▶ [What the exercise asks]: Starting with the line that contains "filename jag/src/device/ble.rs" and stopping after the line that contains "use crate::identity::DeviceIdentity;", copy the entries below exactly. Include nothing else.

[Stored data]

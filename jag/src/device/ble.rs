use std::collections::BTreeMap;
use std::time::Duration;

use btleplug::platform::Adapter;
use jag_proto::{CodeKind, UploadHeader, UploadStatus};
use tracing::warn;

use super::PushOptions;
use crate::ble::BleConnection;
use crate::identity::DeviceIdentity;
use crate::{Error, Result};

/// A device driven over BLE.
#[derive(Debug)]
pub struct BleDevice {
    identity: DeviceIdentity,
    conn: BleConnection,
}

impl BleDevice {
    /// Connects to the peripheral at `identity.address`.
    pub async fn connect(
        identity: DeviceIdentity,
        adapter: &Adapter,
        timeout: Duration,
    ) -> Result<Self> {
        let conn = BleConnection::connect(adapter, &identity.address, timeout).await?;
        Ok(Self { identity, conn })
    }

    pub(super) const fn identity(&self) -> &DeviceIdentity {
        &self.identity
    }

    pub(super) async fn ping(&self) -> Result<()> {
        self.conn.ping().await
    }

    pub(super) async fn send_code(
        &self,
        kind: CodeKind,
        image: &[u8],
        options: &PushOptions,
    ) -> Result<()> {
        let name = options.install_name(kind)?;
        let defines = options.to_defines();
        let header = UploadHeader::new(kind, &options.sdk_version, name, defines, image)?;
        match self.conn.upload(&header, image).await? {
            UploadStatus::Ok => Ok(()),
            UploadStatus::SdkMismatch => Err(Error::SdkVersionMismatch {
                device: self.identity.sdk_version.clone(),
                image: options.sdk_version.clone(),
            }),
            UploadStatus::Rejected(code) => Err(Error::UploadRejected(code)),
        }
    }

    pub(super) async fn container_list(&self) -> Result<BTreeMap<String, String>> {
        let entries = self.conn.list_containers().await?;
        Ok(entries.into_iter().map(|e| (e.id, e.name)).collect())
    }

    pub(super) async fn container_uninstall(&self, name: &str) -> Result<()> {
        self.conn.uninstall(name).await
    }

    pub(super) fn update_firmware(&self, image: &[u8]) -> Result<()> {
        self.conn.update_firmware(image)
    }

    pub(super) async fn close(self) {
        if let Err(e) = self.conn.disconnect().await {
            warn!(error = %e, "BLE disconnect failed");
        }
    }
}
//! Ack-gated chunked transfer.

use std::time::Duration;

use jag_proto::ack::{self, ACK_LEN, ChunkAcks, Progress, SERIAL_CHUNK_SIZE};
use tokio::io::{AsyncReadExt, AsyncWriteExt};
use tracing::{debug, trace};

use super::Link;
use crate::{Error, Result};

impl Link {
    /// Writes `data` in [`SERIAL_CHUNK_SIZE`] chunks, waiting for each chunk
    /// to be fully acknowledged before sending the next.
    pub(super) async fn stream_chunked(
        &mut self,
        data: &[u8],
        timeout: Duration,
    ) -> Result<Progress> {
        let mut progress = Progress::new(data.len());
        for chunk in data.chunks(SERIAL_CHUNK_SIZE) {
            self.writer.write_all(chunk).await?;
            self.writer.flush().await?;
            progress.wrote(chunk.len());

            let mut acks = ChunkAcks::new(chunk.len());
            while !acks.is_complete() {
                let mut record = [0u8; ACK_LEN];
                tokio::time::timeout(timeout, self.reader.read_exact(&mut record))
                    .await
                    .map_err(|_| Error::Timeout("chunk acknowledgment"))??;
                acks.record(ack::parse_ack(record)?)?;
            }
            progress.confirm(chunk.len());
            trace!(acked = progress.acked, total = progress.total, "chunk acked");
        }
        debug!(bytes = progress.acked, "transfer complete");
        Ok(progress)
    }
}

==

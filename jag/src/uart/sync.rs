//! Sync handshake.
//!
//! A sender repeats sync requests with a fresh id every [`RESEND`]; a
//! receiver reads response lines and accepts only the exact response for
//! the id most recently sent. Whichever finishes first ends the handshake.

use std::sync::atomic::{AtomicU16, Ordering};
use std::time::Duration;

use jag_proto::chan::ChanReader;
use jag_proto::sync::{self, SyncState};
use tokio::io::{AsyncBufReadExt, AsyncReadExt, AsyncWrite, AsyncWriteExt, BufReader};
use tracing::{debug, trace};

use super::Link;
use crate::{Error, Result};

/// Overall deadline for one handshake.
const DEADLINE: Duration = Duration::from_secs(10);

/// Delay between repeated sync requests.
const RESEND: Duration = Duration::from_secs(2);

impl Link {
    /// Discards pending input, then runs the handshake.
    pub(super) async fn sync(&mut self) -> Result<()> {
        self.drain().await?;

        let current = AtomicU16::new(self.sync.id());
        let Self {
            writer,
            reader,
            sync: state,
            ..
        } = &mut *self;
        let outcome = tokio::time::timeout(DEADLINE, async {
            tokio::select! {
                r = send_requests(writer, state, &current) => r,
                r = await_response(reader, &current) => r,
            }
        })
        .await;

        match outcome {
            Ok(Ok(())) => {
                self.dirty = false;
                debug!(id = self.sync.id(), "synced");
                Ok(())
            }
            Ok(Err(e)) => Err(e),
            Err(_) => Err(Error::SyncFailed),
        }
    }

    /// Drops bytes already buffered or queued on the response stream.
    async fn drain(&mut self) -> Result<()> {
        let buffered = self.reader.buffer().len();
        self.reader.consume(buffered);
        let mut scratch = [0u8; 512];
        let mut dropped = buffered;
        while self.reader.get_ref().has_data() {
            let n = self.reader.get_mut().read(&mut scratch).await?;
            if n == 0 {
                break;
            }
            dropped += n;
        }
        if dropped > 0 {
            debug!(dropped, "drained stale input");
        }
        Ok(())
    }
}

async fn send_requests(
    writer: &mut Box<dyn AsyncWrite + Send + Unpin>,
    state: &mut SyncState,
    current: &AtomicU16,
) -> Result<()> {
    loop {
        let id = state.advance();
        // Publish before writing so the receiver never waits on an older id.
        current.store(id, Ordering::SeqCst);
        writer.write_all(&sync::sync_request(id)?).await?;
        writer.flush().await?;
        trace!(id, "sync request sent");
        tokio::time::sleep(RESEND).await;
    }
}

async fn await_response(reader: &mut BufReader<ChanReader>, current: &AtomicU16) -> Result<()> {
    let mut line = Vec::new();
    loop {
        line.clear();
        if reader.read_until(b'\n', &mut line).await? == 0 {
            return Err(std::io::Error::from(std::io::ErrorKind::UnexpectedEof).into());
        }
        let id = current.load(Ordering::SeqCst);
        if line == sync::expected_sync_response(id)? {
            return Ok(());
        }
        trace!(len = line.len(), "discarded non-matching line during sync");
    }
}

▶ [Exercise result]:
filename jag/src/device/ble.rs
use std::collections::BTreeMap;
use std::time::Duration;

use btleplug::platform::Adapter;
use jag_proto::{CodeKind, UploadHeader, UploadStatus};
use tracing::warn;

use super::PushOptions;
use crate::ble::BleConnection;
use crate::identity::DeviceIdentity;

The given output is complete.